The secretion of insulin from pancreatic islet ß-cells is critical for glucose homeostasis. Disrupted insulin secretion underlies almost all forms of diabetes, including the most common form, type 2 diabetes (T2D). The control of insulin secretion is complex and affected by circulating nutrients, neuronal inputs, and local signaling. In the current study, we examined the contribution of glycine, an amino acid and neurotransmitter that activates ligand-gated Cl(-) currents, to insulin secretion from islets of human donors with and without T2D. We find that human islet ß-cells express glycine receptors (GlyR), notably the GlyRα1 subunit, and the glycine transporter (GlyT) isoforms GlyT1 and GlyT2. ß-Cells exhibit significant glycine-induced Cl(-) currents that promote membrane depolarization, Ca(2+) entry, and insulin secretion from ß-cells from donors without T2D. However, GlyRα1 expression and glycine-induced currents are reduced in ß-cells from donors with T2D. Glycine is actively cleared by the GlyT expressed within ß-cells, which store and release glycine that acts in an autocrine manner. Finally, a significant positive relationship exists between insulin and GlyR, because insulin enhances the glycine-activated current in a phosphoinositide 3-kinase-dependent manner, a positive feedback loop that we find is completely lost in ß-cells from donors with T2D.

Autocrine activation of P2Y1 receptors couples Ca (2+) influx to Ca (2+) release in human pancreatic beta cells.

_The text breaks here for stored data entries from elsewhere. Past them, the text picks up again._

//! Client session
//!
//! Action-based session synchronization core for relay chat clients. Keeps a
//! consistent local view of a chat room (connection status, message log,
//! presence, typing, active room) in the face of an unreliable link.
//!
//! # Architecture
//!
//! The session follows the same Sans-IO pattern as [`relaychat_core`]. It
//! receives events ([`SessionEvent`]) and local commands, processes them
//! through pure state machine logic, and returns actions ([`SessionAction`])
//! for the caller to execute.
//!
//! # Components
//!
//! - [`Session`]: top-level state machine
//! - [`SessionConfig`] / [`Identity`]: tunables and login identity
//! - [`SystemEnv`]: production environment
//!
//! # Transport (optional)
//!
//! With the `transport` feature enabled, this crate also provides
//! [`transport::TransportHandle`], a WebSocket transport running in a
//! background task.

#![forbid(unsafe_code)]
#![deny(missing_docs)]

mod config;
mod error;
mod event;
mod session;
mod system_env;

#[cfg(feature = "transport")]
pub mod transport;

pub use config::{DEFAULT_JOIN_TIMEOUT, Identity, SessionConfig};
pub use error::SessionError;
pub use event::{SessionAction, SessionEvent, SessionNotice};
pub use relaychat_core::{
    ConnectionState, Epoch, ReconnectPolicy, StateField, UpdatePolicy, env::Environment,
};
pub use session::Session;
pub use system_env::SystemEnv;
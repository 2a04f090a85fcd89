//! Update policy per piece of session state.
//!
//! Most state changes only when the server says so. Local typing intent is the
//! exception: it changes on the local keystroke and the server learns about
//! it afterwards. Keeping the split in one table means a new field has to
//! pick a side explicitly.

use std::fmt;

/// Who may change a piece of state.
#[derive(Debug, Clone, Copy, PartialEq, Eq, Hash)]
pub enum UpdatePolicy {
    /// Changed by local input before the server knows.
    LocallyAuthoritative,
    /// Changed only by a server push or transport report.
    ServerConfirmed,
}

/// Observable session state.
#[derive(Debug, Clone, Copy, PartialEq, Eq, Hash)]
pub enum StateField {
    /// Connection lifecycle state.
    ConnectionState,
    /// Reconnect attempt counter.
    ReconnectionAttempts,
    /// Message log of the active room.
    Messages,
    /// Presence list.
    Users,
    /// Remote typing snapshot.
    RemoteTyping,
    /// Local typing intent.
    LocalTyping,
    /// Active room.
    ActiveRoom,
    /// Known-rooms cache.
    KnownRooms,
}

impl StateField {
    /// Every field.
    pub const ALL: [Self; 8] = [
        Self::ConnectionState,
        Self::ReconnectionAttempts,
        Self::Messages,
        Self::Users,
        Self::RemoteTyping,
        Self::LocalTyping,
        Self::ActiveRoom,
        Self::KnownRooms,
    ];

    /// Update policy of this field.
    pub fn policy(self) -> UpdatePolicy {
        match self {
            Self::LocalTyping => UpdatePolicy::LocallyAuthoritative,
            Self::ConnectionState
            | Self::ReconnectionAttempts
            | Self::Messages
            | Self::Users
            | Self::RemoteTyping
            | Self::ActiveRoom
            | Self::KnownRooms => UpdatePolicy::ServerConfirmed,
        }
    }

    /// Short name for logs.
    pub fn as_str(self) -> &'static str {
        match self {
            Self::ConnectionState => "connection_state",
            Self::ReconnectionAttempts => "reconnection_attempts",
            Self::Messages => "messages",
            Self::Users => "users",
            Self::RemoteTyping => "remote_typing",
            Self::LocalTyping => "local_typing",
            Self::ActiveRoom => "active_room",
            Self::KnownRooms => "known_rooms",
        }
    }
}

impl fmt::Display for StateField {
    fn fmt(&self, f: &mut fmt::Formatter<'_>) -> fmt::Result {
        f.write_str(self.as_str())
    }
}

#[cfg(test)]
mod tests {
    use super::*;

    #[test]
    fn only_local_typing_is_optimistic() {
        let optimistic: Vec<_> = StateField::ALL
            .into_iter()
            .filter(|f| f.policy() == UpdatePolicy::LocallyAuthoritative)
            .collect();

        assert_eq!(optimistic, vec![StateField::LocalTyping]);
    }
}
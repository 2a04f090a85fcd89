//! UI rendering
//!
//! Rendering functions that convert App and session state into terminal output
//! using ratatui widgets. All functions are pure (no I/O), taking state and
//! returning widget trees.

mod chat;
mod input;
mod login;
mod rooms;
mod status;
mod users;

use ratatui::{
    Frame,
    layout::{Constraint, Direction, Layout, Rect},
};
use relaychat_app::{App, Screen};
use relaychat_client::{Environment, Session};

/// Render the entire UI.
pub fn render<E: Environment>(frame: &mut Frame, app: &App, session: &Session<E>) {
    let area = frame.area();
    match app.screen() {
        Screen::Login => login::render(frame, app, area),
        Screen::Chat => render_chat_screen(frame, app, session),
    }
}

fn render_chat_screen<E: Environment>(frame: &mut Frame, app: &App, session: &Session<E>) {
    const MAIN_AREA_MIN_HEIGHT: u16 = 3;
    const TYPING_HEIGHT: u16 = 1;
    const INPUT_HEIGHT: u16 = 3;
    const STATUS_HEIGHT: u16 = 1;

    let chunks = Layout::default()
        .direction(Direction::Vertical)
        .constraints([
            Constraint::Min(MAIN_AREA_MIN_HEIGHT),
            Constraint::Length(TYPING_HEIGHT),
            Constraint::Length(INPUT_HEIGHT),
            Constraint::Length(STATUS_HEIGHT),
        ])
        .split(frame.area());

    let [main_area, typing_area, input_area, status_area] = chunks.as_ref() else {
        return;
    };

    render_main_area(frame, session, app, *main_area);
    chat::render_typing(frame, session, *typing_area);
    input::render(frame, app, *input_area);
    status::render(frame, app, session, *status_area);
}

/// Render the main area (rooms sidebar, chat, users sidebar).
fn render_main_area<E: Environment>(frame: &mut Frame, session: &Session<E>, app: &App, area: Rect) {
    const ROOM_SIDEBAR_WIDTH: u16 = 16;
    const USER_SIDEBAR_WIDTH: u16 = 18;
    const CHAT_AREA_MIN_WIDTH: u16 = 20;

    let chunks = Layout::default()
        .direction(Direction::Horizontal)
        .constraints([
            Constraint::Length(ROOM_SIDEBAR_WIDTH),
            Constraint::Min(CHAT_AREA_MIN_WIDTH),
            Constraint::Length(USER_SIDEBAR_WIDTH),
        ])
        .split(area);

    let [rooms_area, chat_area, users_area] = chunks.as_ref() else {
        return;
    };

    rooms::render(frame, session, *rooms_area);
    chat::render(frame, app, session, *chat_area);
    users::render(frame, session, *users_area);
}
//! Typing indicator aggregation.
//!
//! Two independent halves:
//!
//! - **Remote**: usernames the server reports as typing. Replaced wholesale by
//!   every `typing_users` snapshot and cleared on room switch. Never expired
//!   locally.
//! - **Local**: debounced intent of the local user. Emits one
//!   [`TypingSignal::Start`] on the first keystroke after idle and one
//!   [`TypingSignal::Stop`] once no keystroke arrived for the debounce window.
//!
//! # Local State Machine
//!
//! ```text
//!            keystroke / Start
//! ┌──────┐─────────────────────>┌────────────────────┐
//! │ Idle │                      │ Typing { deadline }│──┐ keystroke
//! └──────┘<─────────────────────└────────────────────┘<─┘ (deadline moved)
//!            tick past deadline / Stop
//!            stop() / Stop
//!            cancel() (silent)
//! ```
//!
//! The pending timeout is a single deadline stored in the state. Moving it on
//! a keystroke replaces the old one, so only one expiry can ever fire per idle
//! period.

use std::{ops::Add, time::Duration};

/// Default inactivity window before local typing is considered stopped.
pub const DEFAULT_TYPING_DEBOUNCE: Duration = Duration::from_millis(1000);

/// Local typing notification to send to the server.
#[derive(Debug, Clone, Copy, PartialEq, Eq)]
pub enum TypingSignal {
    /// `typing(true)`
    Start,
    /// `typing(false)`
    Stop,
}

impl TypingSignal {
    /// Wire value of the signal.
    pub fn is_typing(self) -> bool {
        self == Self::Start
    }
}

#[derive(Debug, Clone, Copy, PartialEq, Eq)]
enum LocalTyping<I> {
    Idle,
    Typing { deadline: I },
}

/// Remote typing snapshot plus local debounced typing intent.
#[derive(Debug, Clone)]
pub struct TypingIndicator<I> {
    debounce: Duration,
    local: LocalTyping<I>,
    remote: Vec<String>,
}

impl<I> TypingIndicator<I>
where
    I: Copy + Ord + Add<Duration, Output = I>,
{
    /// Create an idle indicator with the given debounce window.
    pub fn new(debounce: Duration) -> Self {
        Self { debounce, local: LocalTyping::Idle, remote: Vec::new() }
    }

    /// Debounce window.
    pub fn debounce(&self) -> Duration {
        self.debounce
    }

    /// Record a keystroke at `now`.
    ///
    /// Returns `Start` only on the transition out of idle; while already
    /// typing the deadline is pushed back and nothing is emitted.
    pub fn keystroke(&mut self, now: I) -> Option<TypingSignal> {
        let deadline = now + self.debounce;
        match self.local {
            LocalTyping::Idle => {
                self.local = LocalTyping::Typing { deadline };
                Some(TypingSignal::Start)
            },
            LocalTyping::Typing { .. } => {
                self.local = LocalTyping::Typing { deadline };
                None
            },
        }
    }

    /// Advance time. Returns `Stop` if the debounce window elapsed.
    pub fn tick(&mut self, now: I) -> Option<TypingSignal> {
        match self.local {
            LocalTyping::Typing { deadline } if now >= deadline => {
                self.local = LocalTyping::Idle;
                Some(TypingSignal::Stop)
            },
            _ => None,
        }
    }

    /// Stop typing immediately (message submitted). `Stop` if was typing.
    pub fn stop(&mut self) -> Option<TypingSignal> {
        match self.local {
            LocalTyping::Typing { .. } => {
                self.local = LocalTyping::Idle;
                Some(TypingSignal::Stop)
            },
            LocalTyping::Idle => None,
        }
    }

    /// Drop local typing state without notifying anyone.
    ///
    /// Used when the connection that would carry the signal is gone.
    /// Returns `true` if a pending deadline was discarded.
    pub fn cancel(&mut self) -> bool {
        let was_typing = self.is_typing();
        self.local = LocalTyping::Idle;
        was_typing
    }

    /// True while the local user is considered typing.
    pub fn is_typing(&self) -> bool {
        matches!(self.local, LocalTyping::Typing { .. })
    }

    /// Pending debounce deadline, if typing.
    pub fn deadline(&self) -> Option<I> {
        match self.local {
            LocalTyping::Typing { deadline } => Some(deadline),
            LocalTyping::Idle => None,
        }
    }

    /// Replace the remote snapshot. Duplicate names are collapsed, keeping the
    /// first occurrence.
    pub fn replace_remote(&mut self, users: Vec<String>) {
        let mut deduped: Vec<String> = Vec::with_capacity(users.len());
        for user in users {
            if !deduped.contains(&user) {
                deduped.push(user);
            }
        }
        self.remote = deduped;
    }

    /// Empty the remote snapshot.
    pub fn clear_remote(&mut self) {
        self.remote.clear();
    }

    /// Remote usernames currently typing, in snapshot order.
    pub fn remote(&self) -> &[String] {
        &self.remote
    }

    /// Human-readable line such as `"alice, bob are typing..."`.
    pub fn summary(&self) -> Option<String> {
        match self.remote.as_slice() {
            [] => None,
            [one] => Some(format!("{one} is typing...")),
            many => Some(format!("{} are typing...", many.join(", "))),
        }
    }
}

impl<I> Default for TypingIndicator<I>
where
    I: Copy + Ord + Add<Duration, Output = I>,
{
    fn default() -> Self {
        Self::new(DEFAULT_TYPING_DEBOUNCE)
    }
}

#[cfg(test)]
mod tests {
    use super::*;

    // Duration doubles as a monotonic instant in these tests
    type Indicator = TypingIndicator<Duration>;

    fn ms(n: u64) -> Duration {
        Duration::from_millis(n)
    }

    #[test]
    fn burst_emits_one_start_and_one_stop() {
        let mut typing = Indicator::default();

        assert_eq!(typing.keystroke(ms(0)), Some(TypingSignal::Start));
        assert_eq!(typing.keystroke(ms(300)), None);
        assert_eq!(typing.keystroke(ms(900)), None);

        assert_eq!(typing.tick(ms(1500)), None);
        assert_eq!(typing.tick(ms(1900)), Some(TypingSignal::Stop));
        assert_eq!(typing.tick(ms(5000)), None);
    }

    #[test]
    fn typing_again_after_idle_restarts() {
        let mut typing = Indicator::default();
        typing.keystroke(ms(0));
        typing.tick(ms(1000));

        assert_eq!(typing.keystroke(ms(2000)), Some(TypingSignal::Start));
        assert_eq!(typing.deadline(), Some(ms(3000)));
    }

    #[test]
    fn explicit_stop_prevents_later_expiry() {
        let mut typing = Indicator::default();
        typing.keystroke(ms(0));

        assert_eq!(typing.stop(), Some(TypingSignal::Stop));
        assert_eq!(typing.stop(), None);
        assert_eq!(typing.tick(ms(10_000)), None);
    }

    #[test]
    fn cancel_is_silent() {
        let mut typing = Indicator::default();
        typing.keystroke(ms(0));

        assert!(typing.cancel());
        assert!(!typing.is_typing());
        assert_eq!(typing.tick(ms(10_000)), None);
    }

    #[test]
    fn remote_snapshot_replaces_and_dedups() {
        let mut typing = Indicator::default();
        typing.replace_remote(vec!["carol".into(), "dave".into()]);
        typing.replace_remote(vec!["erin".into(), "erin".into()]);

        assert_eq!(typing.remote(), ["erin".to_string()]);
    }

    #[test]
    fn remote_is_not_expired_by_time() {
        let mut typing = Indicator::default();
        typing.replace_remote(vec!["carol".into()]);
        typing.tick(ms(60_000));

        assert_eq!(typing.remote().len(), 1);
    }

    #[test]
    fn summary_text() {
        let mut typing = Indicator::default();
        assert_eq!(typing.summary(), None);

        typing.replace_remote(vec!["alice".into()]);
        assert_eq!(typing.summary().as_deref(), Some("alice is typing..."));

        typing.replace_remote(vec!["alice".into(), "bob".into()]);
        assert_eq!(typing.summary().as_deref(), Some("alice, bob are typing..."));
    }
}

AIMS/HYPOTHESIS: There is evidence that ATP acts as an autocrine signal in beta cells but the receptors and pathways involved are incompletely understood. Here we investigate the receptor subtype(s) and mechanism(s) mediating the effects of ATP on human beta cells. METHODS: We examined the effects of purinergic agonists and antagonists on membrane potential, membrane currents, intracellular Ca(2+) ([Ca(2+)]i) and insulin secretion in human beta cells. RESULTS: Extracellular application of ATP evoked small inward currents (3.4 ± 0.7 pA) accompanied by depolarisation of the membrane potential (by 14.4 ± 2.4 mV) and stimulation of electrical activity at 6 mmol/l glucose. ATP increased [Ca(2+)]i by stimulating Ca(2+) influx and evoking Ca(2+) release via InsP3-receptors in the endoplasmic reticulum (ER). ATP-evoked Ca(2+) release was sufficient to trigger exocytosis in cells voltage-clamped at -70 mV. All effects of ATP were mimicked by the P2Y(1/12/13) agonist ADP and the P2Y1 agonist MRS-2365, whereas the P2X(1/3) agonist α,ß-methyleneadenosine-5-triphosphate only had a small effect. The P2Y1 antagonists MRS-2279 and MRS-2500 hyperpolarised glucose-stimulated beta cells and lowered [Ca(2+)]i in the absence of exogenously added ATP and inhibited glucose-induced insulin secretion by 35%. In voltage-clamped cells subjected to action potential-like stimulation, MRS-2279 decreased [Ca(2+)]i and exocytosis without affecting Ca(2+) influx. CONCLUSIONS/INTERPRETATION: These data demonstrate that ATP acts as a positive autocrine signal in human beta cells by activating P2Y1 receptors, stimulating electrical activity and coupling Ca(2+) influx to Ca(2+) release from ER stores.